• Task details
Reproduce every line in the listing that contains the word "PartialEq".

== Record excerpts

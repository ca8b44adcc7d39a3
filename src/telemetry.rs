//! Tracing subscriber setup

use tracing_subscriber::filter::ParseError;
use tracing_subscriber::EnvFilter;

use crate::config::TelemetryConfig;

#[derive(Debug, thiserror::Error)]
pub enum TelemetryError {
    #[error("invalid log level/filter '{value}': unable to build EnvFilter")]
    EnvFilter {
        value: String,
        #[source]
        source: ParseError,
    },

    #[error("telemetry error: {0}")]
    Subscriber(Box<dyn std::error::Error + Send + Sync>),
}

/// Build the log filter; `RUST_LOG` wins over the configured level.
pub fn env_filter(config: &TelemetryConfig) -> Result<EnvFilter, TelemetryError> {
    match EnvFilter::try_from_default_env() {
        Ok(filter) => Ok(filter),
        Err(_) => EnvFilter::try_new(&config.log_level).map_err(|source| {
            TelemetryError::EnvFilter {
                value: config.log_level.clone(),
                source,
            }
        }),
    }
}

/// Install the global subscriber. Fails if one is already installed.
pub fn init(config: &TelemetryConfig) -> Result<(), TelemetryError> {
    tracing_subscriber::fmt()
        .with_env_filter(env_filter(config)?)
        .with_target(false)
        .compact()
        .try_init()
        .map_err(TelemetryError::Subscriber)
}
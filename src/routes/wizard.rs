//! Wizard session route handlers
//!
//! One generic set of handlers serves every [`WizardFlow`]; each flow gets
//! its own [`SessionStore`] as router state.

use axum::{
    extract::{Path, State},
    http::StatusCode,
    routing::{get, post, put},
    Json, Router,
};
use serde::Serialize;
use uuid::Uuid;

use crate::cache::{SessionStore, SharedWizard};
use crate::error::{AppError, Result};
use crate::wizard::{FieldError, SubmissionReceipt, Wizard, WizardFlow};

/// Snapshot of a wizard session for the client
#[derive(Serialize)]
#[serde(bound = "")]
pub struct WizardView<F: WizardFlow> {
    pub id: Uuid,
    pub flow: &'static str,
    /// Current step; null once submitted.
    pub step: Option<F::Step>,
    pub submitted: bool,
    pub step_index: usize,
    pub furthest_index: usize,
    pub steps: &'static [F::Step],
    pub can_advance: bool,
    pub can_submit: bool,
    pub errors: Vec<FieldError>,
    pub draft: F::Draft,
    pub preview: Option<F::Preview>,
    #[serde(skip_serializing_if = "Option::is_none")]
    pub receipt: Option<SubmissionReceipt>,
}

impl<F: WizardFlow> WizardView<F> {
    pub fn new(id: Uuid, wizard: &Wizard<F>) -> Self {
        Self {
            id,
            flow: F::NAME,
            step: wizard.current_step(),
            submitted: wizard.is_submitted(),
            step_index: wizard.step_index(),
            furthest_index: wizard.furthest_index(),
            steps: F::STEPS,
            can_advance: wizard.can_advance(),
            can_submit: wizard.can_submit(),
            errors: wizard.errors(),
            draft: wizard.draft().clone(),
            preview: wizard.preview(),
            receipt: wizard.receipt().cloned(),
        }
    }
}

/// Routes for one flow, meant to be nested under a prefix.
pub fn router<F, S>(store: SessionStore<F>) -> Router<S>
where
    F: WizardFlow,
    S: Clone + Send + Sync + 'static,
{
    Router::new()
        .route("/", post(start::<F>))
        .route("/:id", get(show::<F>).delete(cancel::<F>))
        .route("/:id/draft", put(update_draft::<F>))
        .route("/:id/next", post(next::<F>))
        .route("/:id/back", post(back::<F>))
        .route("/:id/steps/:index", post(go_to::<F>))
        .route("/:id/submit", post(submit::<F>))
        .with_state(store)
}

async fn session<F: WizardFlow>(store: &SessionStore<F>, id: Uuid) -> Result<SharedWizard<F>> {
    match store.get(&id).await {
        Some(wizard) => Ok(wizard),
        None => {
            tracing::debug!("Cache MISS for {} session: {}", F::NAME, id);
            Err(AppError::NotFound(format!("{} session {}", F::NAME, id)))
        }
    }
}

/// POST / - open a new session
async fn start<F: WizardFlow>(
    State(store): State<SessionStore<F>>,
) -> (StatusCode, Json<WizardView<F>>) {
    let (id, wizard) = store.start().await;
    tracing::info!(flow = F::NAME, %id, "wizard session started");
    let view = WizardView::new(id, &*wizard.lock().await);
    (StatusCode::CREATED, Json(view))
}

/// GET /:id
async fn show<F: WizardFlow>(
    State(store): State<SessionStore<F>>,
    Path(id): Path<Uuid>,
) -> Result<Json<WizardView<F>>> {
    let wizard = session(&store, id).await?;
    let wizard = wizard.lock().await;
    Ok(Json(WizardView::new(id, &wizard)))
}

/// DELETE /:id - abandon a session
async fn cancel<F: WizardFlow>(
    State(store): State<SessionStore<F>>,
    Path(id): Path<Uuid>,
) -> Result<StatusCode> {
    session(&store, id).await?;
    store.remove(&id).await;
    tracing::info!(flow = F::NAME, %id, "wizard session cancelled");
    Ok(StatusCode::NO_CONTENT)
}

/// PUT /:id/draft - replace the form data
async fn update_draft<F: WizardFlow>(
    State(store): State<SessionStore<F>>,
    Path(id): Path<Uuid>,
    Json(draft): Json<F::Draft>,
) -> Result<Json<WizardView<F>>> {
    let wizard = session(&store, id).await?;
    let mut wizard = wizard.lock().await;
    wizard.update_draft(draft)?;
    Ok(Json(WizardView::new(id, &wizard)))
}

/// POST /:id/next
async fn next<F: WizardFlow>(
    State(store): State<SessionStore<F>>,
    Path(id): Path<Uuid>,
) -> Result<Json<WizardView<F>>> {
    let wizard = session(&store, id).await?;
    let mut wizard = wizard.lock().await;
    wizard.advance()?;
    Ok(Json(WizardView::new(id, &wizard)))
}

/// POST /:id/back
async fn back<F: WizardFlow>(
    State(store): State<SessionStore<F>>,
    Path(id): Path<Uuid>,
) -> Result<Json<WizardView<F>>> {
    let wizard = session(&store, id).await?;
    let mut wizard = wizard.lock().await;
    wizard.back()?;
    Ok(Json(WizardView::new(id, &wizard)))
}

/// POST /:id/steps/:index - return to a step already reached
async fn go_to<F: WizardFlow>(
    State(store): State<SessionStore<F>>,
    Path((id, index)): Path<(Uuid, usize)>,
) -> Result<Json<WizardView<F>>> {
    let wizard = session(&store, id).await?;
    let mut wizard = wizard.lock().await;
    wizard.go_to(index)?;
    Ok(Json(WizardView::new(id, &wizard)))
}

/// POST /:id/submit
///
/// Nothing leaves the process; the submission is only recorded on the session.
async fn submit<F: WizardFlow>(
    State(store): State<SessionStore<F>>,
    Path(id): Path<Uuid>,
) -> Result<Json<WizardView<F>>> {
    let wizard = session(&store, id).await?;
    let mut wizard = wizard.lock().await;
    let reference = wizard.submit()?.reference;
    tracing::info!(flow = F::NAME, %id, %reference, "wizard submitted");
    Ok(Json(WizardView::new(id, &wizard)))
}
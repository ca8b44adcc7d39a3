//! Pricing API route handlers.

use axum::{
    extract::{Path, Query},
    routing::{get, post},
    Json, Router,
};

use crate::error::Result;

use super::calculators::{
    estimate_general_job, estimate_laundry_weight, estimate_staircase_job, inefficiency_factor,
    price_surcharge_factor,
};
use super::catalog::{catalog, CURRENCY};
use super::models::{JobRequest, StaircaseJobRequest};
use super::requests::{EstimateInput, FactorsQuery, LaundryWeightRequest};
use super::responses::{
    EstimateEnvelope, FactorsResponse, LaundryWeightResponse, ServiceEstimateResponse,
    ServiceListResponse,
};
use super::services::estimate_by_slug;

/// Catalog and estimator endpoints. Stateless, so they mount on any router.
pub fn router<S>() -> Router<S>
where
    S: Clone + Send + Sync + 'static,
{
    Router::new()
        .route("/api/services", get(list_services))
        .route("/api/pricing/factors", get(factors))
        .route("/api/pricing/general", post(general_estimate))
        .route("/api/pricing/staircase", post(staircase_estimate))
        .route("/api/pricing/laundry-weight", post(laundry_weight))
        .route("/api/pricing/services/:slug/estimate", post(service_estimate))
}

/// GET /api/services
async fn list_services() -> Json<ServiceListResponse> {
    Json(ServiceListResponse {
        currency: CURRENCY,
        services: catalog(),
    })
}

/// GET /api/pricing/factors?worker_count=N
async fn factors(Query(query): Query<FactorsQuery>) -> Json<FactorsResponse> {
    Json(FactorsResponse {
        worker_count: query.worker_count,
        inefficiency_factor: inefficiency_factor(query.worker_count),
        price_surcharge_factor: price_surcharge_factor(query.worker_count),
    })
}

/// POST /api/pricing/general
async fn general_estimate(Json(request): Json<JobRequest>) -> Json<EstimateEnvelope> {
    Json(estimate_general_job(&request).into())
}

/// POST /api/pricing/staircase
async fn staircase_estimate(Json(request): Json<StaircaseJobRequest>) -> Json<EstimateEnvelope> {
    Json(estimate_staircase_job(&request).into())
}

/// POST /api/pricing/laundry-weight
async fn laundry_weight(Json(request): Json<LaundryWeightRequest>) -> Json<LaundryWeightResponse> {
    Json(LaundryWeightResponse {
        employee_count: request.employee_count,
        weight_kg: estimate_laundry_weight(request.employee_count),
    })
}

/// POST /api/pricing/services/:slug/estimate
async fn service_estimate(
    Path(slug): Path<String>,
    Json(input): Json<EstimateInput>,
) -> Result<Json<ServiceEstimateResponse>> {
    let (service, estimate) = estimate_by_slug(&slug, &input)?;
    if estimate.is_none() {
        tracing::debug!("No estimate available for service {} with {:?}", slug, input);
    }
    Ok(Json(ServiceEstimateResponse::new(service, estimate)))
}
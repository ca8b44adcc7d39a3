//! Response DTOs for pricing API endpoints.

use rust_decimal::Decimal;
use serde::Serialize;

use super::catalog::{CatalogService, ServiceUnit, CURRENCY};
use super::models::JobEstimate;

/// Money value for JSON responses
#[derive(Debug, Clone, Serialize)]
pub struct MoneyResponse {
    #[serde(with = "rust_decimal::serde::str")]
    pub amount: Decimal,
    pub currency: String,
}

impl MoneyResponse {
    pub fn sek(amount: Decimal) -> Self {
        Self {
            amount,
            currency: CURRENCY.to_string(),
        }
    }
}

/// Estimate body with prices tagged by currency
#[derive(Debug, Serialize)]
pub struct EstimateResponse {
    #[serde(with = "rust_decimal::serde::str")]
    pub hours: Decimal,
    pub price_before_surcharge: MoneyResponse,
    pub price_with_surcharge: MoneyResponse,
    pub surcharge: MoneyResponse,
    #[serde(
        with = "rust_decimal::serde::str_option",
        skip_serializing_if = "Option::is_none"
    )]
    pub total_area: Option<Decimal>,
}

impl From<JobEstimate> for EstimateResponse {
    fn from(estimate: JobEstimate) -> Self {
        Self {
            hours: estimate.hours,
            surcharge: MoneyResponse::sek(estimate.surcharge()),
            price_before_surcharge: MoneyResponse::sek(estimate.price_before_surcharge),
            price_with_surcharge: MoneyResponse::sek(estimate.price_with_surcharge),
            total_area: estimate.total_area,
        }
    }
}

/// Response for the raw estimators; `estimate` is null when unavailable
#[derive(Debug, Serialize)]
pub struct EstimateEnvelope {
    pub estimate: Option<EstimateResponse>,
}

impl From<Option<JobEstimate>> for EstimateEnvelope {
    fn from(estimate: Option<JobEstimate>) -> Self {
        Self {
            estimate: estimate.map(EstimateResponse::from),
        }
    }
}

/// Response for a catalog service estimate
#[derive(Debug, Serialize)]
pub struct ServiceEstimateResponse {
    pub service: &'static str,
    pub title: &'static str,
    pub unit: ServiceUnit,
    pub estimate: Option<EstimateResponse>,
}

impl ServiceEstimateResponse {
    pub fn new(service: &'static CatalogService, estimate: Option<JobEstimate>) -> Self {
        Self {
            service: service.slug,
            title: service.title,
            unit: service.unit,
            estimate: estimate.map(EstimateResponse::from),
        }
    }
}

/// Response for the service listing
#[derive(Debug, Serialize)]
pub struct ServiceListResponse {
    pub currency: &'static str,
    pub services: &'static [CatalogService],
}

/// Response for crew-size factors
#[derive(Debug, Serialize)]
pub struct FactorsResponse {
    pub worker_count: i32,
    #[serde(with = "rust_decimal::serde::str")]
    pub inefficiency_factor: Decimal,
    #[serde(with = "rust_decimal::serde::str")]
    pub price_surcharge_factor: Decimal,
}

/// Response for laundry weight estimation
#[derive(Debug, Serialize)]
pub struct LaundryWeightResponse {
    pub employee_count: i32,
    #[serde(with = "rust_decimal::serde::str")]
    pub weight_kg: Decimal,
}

====
== Record excerpts

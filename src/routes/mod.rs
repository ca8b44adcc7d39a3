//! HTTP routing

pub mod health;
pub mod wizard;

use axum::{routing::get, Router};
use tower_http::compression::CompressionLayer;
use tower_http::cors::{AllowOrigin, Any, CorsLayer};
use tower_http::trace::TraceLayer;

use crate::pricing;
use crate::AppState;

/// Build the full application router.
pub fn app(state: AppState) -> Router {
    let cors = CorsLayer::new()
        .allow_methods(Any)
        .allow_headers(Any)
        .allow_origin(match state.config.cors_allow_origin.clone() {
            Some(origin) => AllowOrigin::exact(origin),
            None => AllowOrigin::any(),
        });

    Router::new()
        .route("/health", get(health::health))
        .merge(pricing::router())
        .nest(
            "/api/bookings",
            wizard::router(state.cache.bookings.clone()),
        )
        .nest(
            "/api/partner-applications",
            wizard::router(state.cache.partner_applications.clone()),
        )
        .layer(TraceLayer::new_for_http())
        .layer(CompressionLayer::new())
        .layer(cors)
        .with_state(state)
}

====
== Record excerpts

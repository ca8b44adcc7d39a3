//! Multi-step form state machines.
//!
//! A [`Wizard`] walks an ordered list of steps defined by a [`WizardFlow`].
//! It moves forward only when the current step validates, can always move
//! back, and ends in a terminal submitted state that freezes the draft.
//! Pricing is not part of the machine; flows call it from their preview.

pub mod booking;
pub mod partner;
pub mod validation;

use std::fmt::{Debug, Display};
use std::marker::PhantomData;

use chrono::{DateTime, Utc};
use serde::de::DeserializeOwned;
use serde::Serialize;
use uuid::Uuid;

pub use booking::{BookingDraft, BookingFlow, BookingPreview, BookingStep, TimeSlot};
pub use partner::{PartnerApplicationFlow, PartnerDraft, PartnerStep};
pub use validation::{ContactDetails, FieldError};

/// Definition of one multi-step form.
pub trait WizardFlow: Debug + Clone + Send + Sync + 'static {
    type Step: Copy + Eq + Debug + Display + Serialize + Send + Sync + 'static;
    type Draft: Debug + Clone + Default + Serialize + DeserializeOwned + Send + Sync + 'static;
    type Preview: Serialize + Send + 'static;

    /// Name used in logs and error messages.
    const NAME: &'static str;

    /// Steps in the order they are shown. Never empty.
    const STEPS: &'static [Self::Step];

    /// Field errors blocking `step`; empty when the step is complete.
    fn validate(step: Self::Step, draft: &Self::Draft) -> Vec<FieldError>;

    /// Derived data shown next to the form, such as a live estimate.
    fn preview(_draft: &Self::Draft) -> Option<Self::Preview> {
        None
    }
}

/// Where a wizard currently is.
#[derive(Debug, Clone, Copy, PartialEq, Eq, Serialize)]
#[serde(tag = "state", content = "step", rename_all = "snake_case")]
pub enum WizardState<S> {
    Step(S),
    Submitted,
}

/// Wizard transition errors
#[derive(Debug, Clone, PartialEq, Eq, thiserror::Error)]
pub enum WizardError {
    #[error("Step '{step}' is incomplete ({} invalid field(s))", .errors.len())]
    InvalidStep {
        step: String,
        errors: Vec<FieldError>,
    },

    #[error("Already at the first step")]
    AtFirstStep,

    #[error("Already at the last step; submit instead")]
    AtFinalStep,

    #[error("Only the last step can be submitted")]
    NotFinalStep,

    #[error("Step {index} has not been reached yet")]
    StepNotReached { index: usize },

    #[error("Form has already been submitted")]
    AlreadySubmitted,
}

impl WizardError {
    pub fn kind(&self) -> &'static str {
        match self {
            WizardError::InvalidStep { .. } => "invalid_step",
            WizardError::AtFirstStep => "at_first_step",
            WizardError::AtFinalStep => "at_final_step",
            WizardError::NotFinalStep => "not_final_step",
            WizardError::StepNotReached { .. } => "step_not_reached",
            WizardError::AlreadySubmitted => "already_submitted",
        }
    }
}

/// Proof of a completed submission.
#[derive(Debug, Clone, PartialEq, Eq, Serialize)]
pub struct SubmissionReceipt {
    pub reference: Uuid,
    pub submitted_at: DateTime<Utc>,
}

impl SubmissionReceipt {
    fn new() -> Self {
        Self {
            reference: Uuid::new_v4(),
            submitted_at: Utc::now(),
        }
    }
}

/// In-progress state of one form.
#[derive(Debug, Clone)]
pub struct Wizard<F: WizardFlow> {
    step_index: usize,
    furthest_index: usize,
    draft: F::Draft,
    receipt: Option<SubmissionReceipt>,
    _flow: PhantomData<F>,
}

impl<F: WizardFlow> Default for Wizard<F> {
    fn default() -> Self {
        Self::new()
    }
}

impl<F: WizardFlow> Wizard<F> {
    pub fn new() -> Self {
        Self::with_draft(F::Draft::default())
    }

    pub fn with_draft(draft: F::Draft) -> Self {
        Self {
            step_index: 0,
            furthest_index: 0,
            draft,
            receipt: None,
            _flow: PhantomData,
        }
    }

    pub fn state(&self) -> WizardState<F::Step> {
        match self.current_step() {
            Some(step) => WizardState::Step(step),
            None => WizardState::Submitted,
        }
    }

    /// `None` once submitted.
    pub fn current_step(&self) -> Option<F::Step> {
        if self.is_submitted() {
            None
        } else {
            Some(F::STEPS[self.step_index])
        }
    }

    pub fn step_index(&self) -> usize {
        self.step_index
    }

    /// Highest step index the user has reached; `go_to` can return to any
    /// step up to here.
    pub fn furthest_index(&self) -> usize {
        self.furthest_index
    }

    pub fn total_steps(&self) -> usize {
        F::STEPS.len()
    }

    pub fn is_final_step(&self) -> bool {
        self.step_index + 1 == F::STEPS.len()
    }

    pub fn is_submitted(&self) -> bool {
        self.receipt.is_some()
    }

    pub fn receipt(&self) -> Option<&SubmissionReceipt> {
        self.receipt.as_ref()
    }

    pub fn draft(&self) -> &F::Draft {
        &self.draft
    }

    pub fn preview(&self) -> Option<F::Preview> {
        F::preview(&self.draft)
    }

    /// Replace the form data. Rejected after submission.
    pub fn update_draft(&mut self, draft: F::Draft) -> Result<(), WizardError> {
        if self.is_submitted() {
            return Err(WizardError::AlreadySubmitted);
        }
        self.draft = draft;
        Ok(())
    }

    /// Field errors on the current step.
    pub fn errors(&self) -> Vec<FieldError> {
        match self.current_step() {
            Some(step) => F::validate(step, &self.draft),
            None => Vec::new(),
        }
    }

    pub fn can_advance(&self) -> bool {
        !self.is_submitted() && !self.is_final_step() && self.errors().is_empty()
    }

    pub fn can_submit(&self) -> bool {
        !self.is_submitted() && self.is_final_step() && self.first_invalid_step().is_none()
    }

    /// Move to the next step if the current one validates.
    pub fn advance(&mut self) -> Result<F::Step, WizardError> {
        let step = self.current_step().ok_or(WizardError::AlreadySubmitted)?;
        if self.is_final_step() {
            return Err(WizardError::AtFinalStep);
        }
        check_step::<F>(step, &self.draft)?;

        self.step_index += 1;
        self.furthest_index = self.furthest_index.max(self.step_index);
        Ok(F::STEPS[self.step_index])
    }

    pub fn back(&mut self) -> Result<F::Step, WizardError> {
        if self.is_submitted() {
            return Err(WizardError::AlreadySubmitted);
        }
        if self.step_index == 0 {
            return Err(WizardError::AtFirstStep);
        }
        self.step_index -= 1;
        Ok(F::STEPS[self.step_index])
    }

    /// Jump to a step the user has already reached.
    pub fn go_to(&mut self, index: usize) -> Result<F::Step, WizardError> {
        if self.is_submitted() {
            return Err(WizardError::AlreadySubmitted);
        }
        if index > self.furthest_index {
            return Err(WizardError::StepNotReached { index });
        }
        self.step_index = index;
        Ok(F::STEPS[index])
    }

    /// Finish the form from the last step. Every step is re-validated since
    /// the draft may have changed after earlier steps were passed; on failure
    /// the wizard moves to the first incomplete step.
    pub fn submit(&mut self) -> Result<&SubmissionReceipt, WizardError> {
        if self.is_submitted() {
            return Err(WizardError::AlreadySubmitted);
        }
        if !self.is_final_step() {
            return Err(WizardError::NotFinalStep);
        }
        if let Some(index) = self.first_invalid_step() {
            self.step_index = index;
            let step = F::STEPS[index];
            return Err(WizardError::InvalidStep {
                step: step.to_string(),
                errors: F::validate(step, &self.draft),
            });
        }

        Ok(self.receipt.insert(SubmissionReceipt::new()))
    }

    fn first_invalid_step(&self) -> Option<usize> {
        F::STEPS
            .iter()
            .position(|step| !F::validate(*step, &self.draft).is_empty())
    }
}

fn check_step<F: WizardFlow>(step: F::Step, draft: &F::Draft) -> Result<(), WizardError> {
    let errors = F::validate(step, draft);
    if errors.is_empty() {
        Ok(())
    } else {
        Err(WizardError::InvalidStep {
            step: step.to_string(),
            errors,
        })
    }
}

====

• Result
#[derive(Debug, Clone, Copy, PartialEq, Eq, Serialize)]
#[derive(Debug, Clone, PartialEq, Eq, thiserror::Error)]
#[derive(Debug, Clone, PartialEq, Eq, Serialize)]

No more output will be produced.